One Commodity Group Offers Algo-Based Commodity Arbitrage Asset Management

Algorithmic trading is continuing its march through the asset classes. Propshops in other asset classes are bringing algorithmic trading to commodities markets.

Online PR News – 15-October-2018 – Osaka, Japan – Commodities traders increasingly are adopting algorithms, but these aren't the equity markets' automated trading strategies, as commodities algos often make room for human discretion.

The asset class that has seen the most recent take-up in automation is commodities.

Shusaku Kimura, CEO of One Commodity Group Inc. (1Commodity), a provider of high-performance trading technology infrastructure as a service, says automated trading strategies are expanding into commodities, such as energy and agriculture. "A lot of these firms are trading one part of the futures market and then moving to others," he relates. After they "deploy a certain amount of capital into a strategy, they feel they have to move into another asset class." Most of the automated trading in commodities is taking place on futures and options exchanges in the Chicago area, though there is some activity cropping up in New York, notes Kimura, whose firm provides connectivity to the CME, CBOE and Intercontinental Exchange (ICE).

One of the reasons commodities are attracting new players and new strategies is that the markets are not as mature as equities. "It's a less-trodden path than, say, equities, but the facilities are there to do it if one has the right strategy," Kimura points out, suggesting that there is greater opportunity in commodities for electronic strategies to take advantage of market inefficiencies. Also, with more and more institutional money flowing into commodities, both through exchange-traded funds and listed futures and options, managers are looking for new ways to generate alpha in commodities.

"The asset class that has seen the most recent take-up in automation is commodities," says Scott Greenfield, head of commodities for Europe, the Middle East and Africa (EMEA).
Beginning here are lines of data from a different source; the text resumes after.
use std::sync::Arc;

use crate::client::app::connector::Connector;
use crate::domain::client::outbound::BadResponseSnafu;
use crate::domain::client::outbound::{QueryPort, QueryResponse, RequestDaemonError};
use crate::protocol::{Request, Response};

/// Asks the daemon for the timer state over a fresh connection.
pub struct QueryService {
    connector: Arc<dyn Connector>,
}

impl QueryService {
    pub fn new(connector: Arc<dyn Connector>) -> Self {
        Self { connector }
    }
}

#[async_trait::async_trait]
impl QueryPort for QueryService {
    async fn query(&self) -> Result<QueryResponse, RequestDaemonError> {
        let Response::Query {
            state,
            total,
            remaining,
        } = super::exchange(self.connector.as_ref(), Request::Query).await?
        else {
            return BadResponseSnafu.fail();
        };

        Ok(QueryResponse {
            state,
            total,
            remaining,
        })
    }
}
use std::sync::{Arc, Mutex, MutexGuard, PoisonError};

use tokio::sync::oneshot::{self, Receiver, Sender};
use tokio::time::{Duration, Instant};

use crate::domain::entity::TimerState;

/// Callback invoked after every state transition.
pub type StateObserver = Arc<dyn Fn(TimerState) + Send + Sync>;

/// Durations of both timer phases, fixed when the [`TimerMachine`] is built.
#[derive(Debug, Clone, Copy, PartialEq, Eq)]
pub struct TimerConfig {
    pub pomodoro_duration: Duration,
    pub break_duration: Duration,
}

impl Default for TimerConfig {
    fn default() -> Self {
        Self {
            pomodoro_duration: Duration::from_secs(25 * 60),
            break_duration: Duration::from_secs(5 * 60),
        }
    }
}

/// A consistent view of the timer taken under one lock.
#[derive(Debug, Clone, Copy, PartialEq, Eq)]
pub struct TimerSnapshot {
    pub state: TimerState,
    pub total: Duration,
    pub remaining: Duration,
}

/// The pomodoro state machine. Cloning it yields another handle to the same
/// session.
///
/// Every `start_*` call spawns a countdown on the current tokio runtime, so
/// the machine must be driven from inside one.
#[derive(Clone)]
pub struct TimerMachine {
    shared: Arc<Shared>,
}

struct Shared {
    config: TimerConfig,
    session: Mutex<TimerSession>,
}

impl Shared {
    fn lock(&self) -> MutexGuard<'_, TimerSession> {
        self.session.lock().unwrap_or_else(PoisonError::into_inner)
    }
}

#[derive(Default)]
struct TimerSession {
    state: TimerState,
    countdown: Option<Countdown>,
    observer: Option<StateObserver>,
    issued: u64,
}

impl TimerSession {
    /// Cancel the in-flight countdown, if any. The countdown task wakes up on
    /// the cancel signal and exits without touching the session.
    fn cancel_countdown(&mut self) {
        if let Some(countdown) = self.countdown.take() {
            let _ = countdown.cancel.send(());
        }
    }
}

struct Countdown {
    id: u64,
    deadline: Instant,
    total: Duration,
    cancel: Sender<()>,
}

#[derive(Debug, Clone, Copy, PartialEq, Eq)]
enum Phase {
    Pomodoro,
    Break,
}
Proprietary trading firms, he adds, don't care about the underlying asset. "All they want is liquidity and price discovery and enough depth. They don't want to be in positions that they can't close within a reasonable time frame. Whether that's U.S. Treasury bonds, oil or sugar — it doesn't matter," Greenfield explains.

Though the exchanges don't necessarily reveal how much of their volume originates from machines versus human traders, Greenfield asserts that there is evidence that in the most-active front-end oil contracts (ICE Brent Crude Futures and WTI Nymex ), as much as 40% of the volume is generated by algo-trading.